Muitas vezes. Muitas mesmo. Eu sou daquelas que escreve muito rápido e meus rascunhos ficam com muitos erros. Costumo trocar letras e etc., e pra mim é difícil consertar isso nas minhas próprias revisões. Nessas eu fico mesmo é na caracterização de personagens, ambientação, etc. Na grande maioria das vezes mostro meus textos para outras pessoas. A Karen Alvares e a Nívia Fernandes são minhas beta de plantão e praticamente tudo que faço passa por elas. Costumo discutir plot com Diego, meu marido, que estuda literatura também e é ótimo em estruturas narrativas.

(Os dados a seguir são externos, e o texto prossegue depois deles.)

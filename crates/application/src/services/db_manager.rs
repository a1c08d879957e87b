//! Table writes with deferred-write fallback
//!
//! [`DbManager`] is the single entry point the daemons use to touch the
//! relational store. Every write is first expressed as a [`WriteOp`]; if the
//! store reports itself unreachable and a pending-write store is attached,
//! the op is stashed instead of failing and the caller gets
//! [`WriteOutcome::Deferred`]. Integrity and other database errors are never
//! deferred. Reads always go straight to the store.

use std::sync::Arc;

use chrono::Local;
use domain::value_objects::Record;
use domain::DomainError;
use tracing::{debug, instrument, warn};

use crate::error::ApplicationError;
use crate::ports::{
    FetchQuery, Filter, PendingWrite, PendingWriteId, PendingWriteStorePort, StoreTarget,
    TableStorePort, WriteOp,
};

/// Result of a write issued through [`DbManager`]
#[derive(Debug, Clone, PartialEq, Eq)]
pub enum WriteOutcome {
    /// Rows affected in the store
    Applied(u64),
    /// Store unreachable; stashed for replay
    Deferred(PendingWriteId),
}

impl WriteOutcome {
    #[must_use]
    pub const fn is_deferred(&self) -> bool {
        matches!(self, Self::Deferred(_))
    }
}

/// Table access for one database, optionally backed by a pending-write store
pub struct DbManager {
    store: Arc<dyn TableStorePort>,
    target: StoreTarget,
    fallback: Option<Arc<dyn PendingWriteStorePort>>,
}

impl std::fmt::Debug for DbManager {
    fn fmt(&self, f: &mut std::fmt::Formatter<'_>) -> std::fmt::Result {
        f.debug_struct("DbManager")
            .field("target", &self.target)
            .field("fallback", &self.fallback.is_some())
            .finish_non_exhaustive()
    }
}

impl DbManager {
    pub fn new(store: Arc<dyn TableStorePort>, target: StoreTarget) -> Self {
        Self {
            store,
            target,
            fallback: None,
        }
    }

    /// Stash writes here when the store is unreachable
    #[must_use]
    pub fn with_fallback(mut self, pending: Arc<dyn PendingWriteStorePort>) -> Self {
        self.fallback = Some(pending);
        self
    }

    pub const fn fallback_enabled(&self) -> bool {
        self.fallback.is_some()
    }

    pub const fn target(&self) -> &StoreTarget {
        &self.target
    }

    pub async fn is_connected(&self) -> bool {
        self.store.is_connected().await
    }

    /// Insert `rows`; the column list is taken from the first row
    #[instrument(skip(self, rows), fields(db = %self.target.database, rows = rows.len()))]
    pub async fn insert_data(
        &self,
        table: &str,
        rows: Vec<Record>,
    ) -> Result<WriteOutcome, ApplicationError> {
        self.execute(WriteOp::Insert {
            table: table.to_string(),
            rows,
        })
        .await
    }

    /// Update `rows` in place, matching on `key_columns`
    #[instrument(skip(self, rows), fields(db = %self.target.database, rows = rows.len()))]
    pub async fn update_data(
        &self,
        table: &str,
        rows: Vec<Record>,
        key_columns: &[&str],
    ) -> Result<WriteOutcome, ApplicationError> {
        self.execute(WriteOp::Update {
            table: table.to_string(),
            rows,
            key_columns: key_columns.iter().map(ToString::to_string).collect(),
        })
        .await
    }

    /// Insert `rows`, falling back to an update when a key already exists
    #[instrument(skip(self, rows), fields(db = %self.target.database, rows = rows.len()))]
    pub async fn insert_or_update_data(
        &self,
        table: &str,
        rows: Vec<Record>,
        key_columns: &[&str],
    ) -> Result<WriteOutcome, ApplicationError> {
        self.execute(WriteOp::InsertUpdate {
            table: table.to_string(),
            rows,
            key_columns: key_columns.iter().map(ToString::to_string).collect(),
        })
        .await
    }

    /// Delete rows matching `condition`; an empty condition empties the table
    #[instrument(skip(self, condition), fields(db = %self.target.database))]
    pub async fn delete_data(
        &self,
        table: &str,
        condition: Record,
    ) -> Result<WriteOutcome, ApplicationError> {
        self.execute(WriteOp::Delete {
            table: table.to_string(),
            condition,
        })
        .await
    }

    pub async fn fetch_data(
        &self,
        table: &str,
        query: &FetchQuery,
    ) -> Result<Vec<Record>, ApplicationError> {
        self.store.fetch(table, query).await
    }

    /// First row of `query`, if any
    pub async fn fetch_one(
        &self,
        table: &str,
        query: FetchQuery,
    ) -> Result<Option<Record>, ApplicationError> {
        let rows = self.store.fetch(table, &query.limit(1)).await?;
        Ok(rows.into_iter().next())
    }

    pub async fn count(&self, table: &str, filters: &[Filter]) -> Result<u64, ApplicationError> {
        self.store.count(table, filters).await
    }

    /// Run `op` against the store with no fallback
    pub async fn apply(&self, op: &WriteOp) -> Result<u64, ApplicationError> {
        validate(op)?;
        match op {
            WriteOp::Insert { rows, .. } if rows.is_empty() => Ok(0),
            WriteOp::Update { rows, .. } | WriteOp::InsertUpdate { rows, .. } if rows.is_empty() => {
                Ok(0)
            },
            WriteOp::Insert { table, rows } => self.store.insert(table, rows).await,
            WriteOp::Update {
                table,
                rows,
                key_columns,
            } => self.store.update(table, rows, key_columns).await,
            WriteOp::InsertUpdate {
                table,
                rows,
                key_columns,
            } => match self.store.insert(table, rows).await {
                Err(ApplicationError::Integrity(reason)) => {
                    debug!(table = %table, %reason, "Row exists, updating instead");
                    self.store.update(table, rows, key_columns).await
                },
                other => other,
            },
            WriteOp::Delete { table, condition } => self.store.delete(table, condition).await,
        }
    }

    async fn execute(&self, op: WriteOp) -> Result<WriteOutcome, ApplicationError> {
        match self.apply(&op).await {
            Ok(affected) => Ok(WriteOutcome::Applied(affected)),
            Err(e) if e.is_unavailable() => {
                let Some(pending) = &self.fallback else {
                    return Err(e);
                };
                let table = op.table().to_string();
                let kind = op.kind();
                let write = PendingWrite {
                    op,
                    target: self.target.clone(),
                    created_at: Local::now().naive_local(),
                };
                let id = pending.stash(&write).await?;
                warn!(
                    table = %table,
                    txn_type = kind,
                    id = %id,
                    error = %e,
                    "Store unavailable, write deferred"
                );
                Ok(WriteOutcome::Deferred(id))
            },
            Err(e) => Err(e),
        }
    }
}

/// Reject ops that could never succeed, before they reach the store or disk
fn validate(op: &WriteOp) -> Result<(), ApplicationError> {
    match op {
        WriteOp::Update {
            rows, key_columns, ..
        }
        | WriteOp::InsertUpdate {
            rows, key_columns, ..
        } => {
            if key_columns.is_empty() {
                return Err(DomainError::ValidationError("no key columns given".into()).into());
            }
            for row in rows {
                if let Some(missing) = key_columns.iter().find(|k| !row.contains(k)) {
                    return Err(DomainError::MissingColumn(missing.clone()).into());
                }
                if row.len() <= key_columns.len() {
                    return Err(DomainError::ValidationError(
                        "row has no columns to update".into(),
                    )
                    .into());
                }
            }
            Ok(())
        },
        WriteOp::Insert { .. } | WriteOp::Delete { .. } => Ok(()),
    }
}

Como é sua relação com a tecnologia? Você escreve seus primeiros rascunhos à mão ou no computador?
Como eu disse, notas são à mão. Mas escrever, escrever mesmo, é no computador. Eu digito muito rápido e minha mão não acompanha meu pensamento! Fora que no computador é mais fácil mudar as coisas de lugar.

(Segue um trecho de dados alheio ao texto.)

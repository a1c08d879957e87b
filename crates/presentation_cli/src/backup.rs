//! Daily backup of the database, the vault data and the dashboard media
//!
//! The database is dumped with `pg_dump` in directory format; the vault and
//! media directories are packed with `tar`. Each kind lives in its own
//! sub-directory of the backup root, where entries older than `keep_days`
//! are removed before a new one is written.

use std::path::{Path, PathBuf};
use std::process::Output;
use std::str::FromStr;
use std::time::{Duration, SystemTime};

use anyhow::{Context, Result, bail};
use chrono::{Local, NaiveDate};
use cron::Schedule;
use infrastructure::BackupConfig;
use infrastructure::telemetry::RULE_WIDTH;
use tokio::process::Command;
use tracing::{debug, error, info, warn};

const DAY: Duration = Duration::from_secs(24 * 60 * 60);
const DATE_FORMAT: &str = "%Y%m%d";

/// Cron schedule firing daily at `hour:00:10` local time
pub fn daily_schedule(hour: u32) -> Result<Schedule> {
    Schedule::from_str(&format!("10 0 {hour} * * *"))
        .with_context(|| format!("Invalid backup hour {hour}"))
}

/// Wait for each scheduled time and back up; runs until cancelled
pub async fn run_daily(config: &BackupConfig) -> Result<()> {
    let schedule = daily_schedule(config.hour)?;
    info!(hour = config.hour, dir = %config.dir.display(), "Starting backup service");
    loop {
        let Some(next) = schedule.upcoming(Local).next() else {
            bail!("Backup schedule has no upcoming run");
        };
        info!(%next, "Waiting for next backup");
        let pause = (next - Local::now()).to_std().unwrap_or(Duration::ZERO);
        tokio::time::sleep(pause).await;

        if let Err(e) = run_backup(config, Local::now().date_naive()).await {
            error!(error = %e, "Backup incomplete");
        }
    }
}

/// Run every backup step for `today`; a failed step does not stop the others
pub async fn run_backup(config: &BackupConfig, today: NaiveDate) -> Result<()> {
    let mut failed = Vec::new();

    if let Err(e) = backup_db(config, today).await {
        error!(error = ?e, "DB backup error");
        failed.push("database");
    }
    if let Err(e) = backup_dir(config, &config.vault_dir, "vault", "vault", today).await {
        error!(error = ?e, "Could not back up vault data");
        failed.push("vault");
    }
    if let Err(e) = backup_dir(config, &config.media_dir, "pihome_media", "pihome_media", today).await {
        error!(error = ?e, "Could not back up media");
        failed.push("media");
    }

    if failed.is_empty() {
        info!("Backup complete");
        Ok(())
    } else {
        bail!("Backup failed for: {}", failed.join(", "))
    }
}

/// `pg_dump` arguments writing a directory-format dump to `dest`
pub fn dump_args(config: &BackupConfig, dest: &Path) -> Vec<String> {
    vec![
        config.db_name.clone(),
        "-Fd".to_string(),
        "-f".to_string(),
        dest.display().to_string(),
        "-j".to_string(),
        config.jobs.to_string(),
        "-v".to_string(),
    ]
}

/// Dump the database to `{dir}/db/dump_{date}`
pub async fn backup_db(config: &BackupConfig, today: NaiveDate) -> Result<PathBuf> {
    info!("Backing up database");
    let root = prepare_dir(config, "db").await?;
    let dest = root.join(format!("dump_{}", today.format(DATE_FORMAT)));

    let args = dump_args(config, &dest);
    info!(command = %config.pg_dump.display(), args = %args.join(" "), "Running backup command");
    let output = Command::new(&config.pg_dump)
        .args(&args)
        .output()
        .await
        .with_context(|| format!("Failed to run {}", config.pg_dump.display()))?;
    log_output(&output);

    if !output.status.success() {
        bail!("pg_dump exited with {}", output.status);
    }
    Ok(dest)
}

/// Pack `source` into `{dir}/{kind}/{prefix}_{date}.tar.gz`
pub async fn backup_dir(
    config: &BackupConfig,
    source: &Path,
    kind: &str,
    prefix: &str,
    today: NaiveDate,
) -> Result<PathBuf> {
    info!(source = %source.display(), "Backing up {kind} data");
    let root = prepare_dir(config, kind).await?;
    let archive = root.join(format!("{prefix}_{}.tar.gz", today.format(DATE_FORMAT)));

    let parent = source.parent().unwrap_or_else(|| Path::new("/"));
    let name = source
        .file_name()
        .with_context(|| format!("Cannot archive {}", source.display()))?;
    let output = Command::new("tar")
        .arg("-czf")
        .arg(&archive)
        .arg("-C")
        .arg(parent)
        .arg(name)
        .output()
        .await
        .context("Failed to run tar")?;

    if !output.status.success() {
        bail!(
            "tar exited with {}: {}",
            output.status,
            String::from_utf8_lossy(&output.stderr).trim()
        );
    }
    info!(archive = %archive.display(), "TAR file created");
    Ok(archive)
}

/// Create `{dir}/{kind}` and clear out its expired entries
async fn prepare_dir(config: &BackupConfig, kind: &str) -> Result<PathBuf> {
    let root = config.dir.join(kind);
    tokio::fs::create_dir_all(&root)
        .await
        .with_context(|| format!("Failed to create {}", root.display()))?;
    cleanup_old_backups(&root, config.keep_days).await?;
    Ok(root)
}

fn log_output(output: &Output) {
    let rule = "=".repeat(RULE_WIDTH);
    for (label, bytes) in [("STDOUT", &output.stdout), ("STDERR", &output.stderr)] {
        info!("{label} LINES:");
        info!("{rule}");
        for line in String::from_utf8_lossy(bytes).lines() {
            info!("{line}");
        }
        info!("{rule}");
    }
}

/// Whole days since `modified`
fn age_in_days(modified: SystemTime, now: SystemTime) -> u64 {
    now.duration_since(modified)
        .map_or(0, |age| age.as_secs() / DAY.as_secs())
}

/// Delete entries of `backup_dir` last modified more than `keep_days` days ago
///
/// Directories are removed with their contents. Returns the number deleted.
pub async fn cleanup_old_backups(backup_dir: &Path, keep_days: u64) -> Result<usize> {
    info!(dir = %backup_dir.display(), "Cleaning up old backups");
    let now = SystemTime::now();
    let mut entries = tokio::fs::read_dir(backup_dir)
        .await
        .context("Failed to read backup directory")?;

    let mut deleted = 0;
    while let Some(entry) = entries.next_entry().await? {
        let path = entry.path();
        let metadata = entry.metadata().await?;
        if age_in_days(metadata.modified()?, now) <= keep_days {
            continue;
        }

        debug!(path = %path.display(), "Deleting expired backup");
        let removed = if metadata.is_dir() {
            tokio::fs::remove_dir_all(&path).await
        } else {
            tokio::fs::remove_file(&path).await
        };
        match removed {
            Ok(()) => {
                info!(path = %path.display(), "Deleted old backup");
                deleted += 1;
            },
            Err(e) => {
                warn!(path = %path.display(), error = %e, "Failed to delete old backup");
            },
        }
    }

    Ok(deleted)
}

De onde vêm suas ideias? Há um conjunto de hábitos que você cultiva para se manter criativa?
Eu sou daquelas que não sabe muito bem de onde vem as ideias. Às vezes de uma música, um filme, ou mesmo uma conversa com alguém. Tento me manter aberta às experiências porque nunca sei quando um insight criativo vai sair delas. Acho que o melhor hábito pra se manter criativa é ler muito. Ler trabalha o cérebro da gente.
O que você acha que mudou no seu processo de escrita ao longo dos anos? O que você diria a si mesma se pudesse voltar à escrita de seus primeiros textos?
Hoje sou muito mais flexível em relação aos questionamentos dos leitores beta. Antes, eu tinha muito mais resistência. Coisa de escritor iniciante. Depois a gente aprende que o texto é trabalho e que tá tudo bem não acertar da primeira vez. Se eu pudesse falar algo com a Melissa do passado seria isso: desapega dessa ideia perfeccionista.
Que projeto você gostaria de fazer, mas ainda não começou? Que livro você gostaria de ler e ele ainda não existe?
Eu tenho muita vontade de escrever um livro inspirado na história das mulheres da minha família. Uma coisa realismo mágico, bem Isabel Allende, mas do meu jeito. Mas esse projeto vai demorar uns anos ainda porque eu tenho que pesquisar coisas que aconteceram mais de cem anos atrás! Envolve uma pesquisa muito grande. O livro que eu gostaria de ler e não existe é uma fantasia sobrenatural com bastante comédia que se passa em Belo Horizonte. Como não tinha, resolvi eu mesma escrever!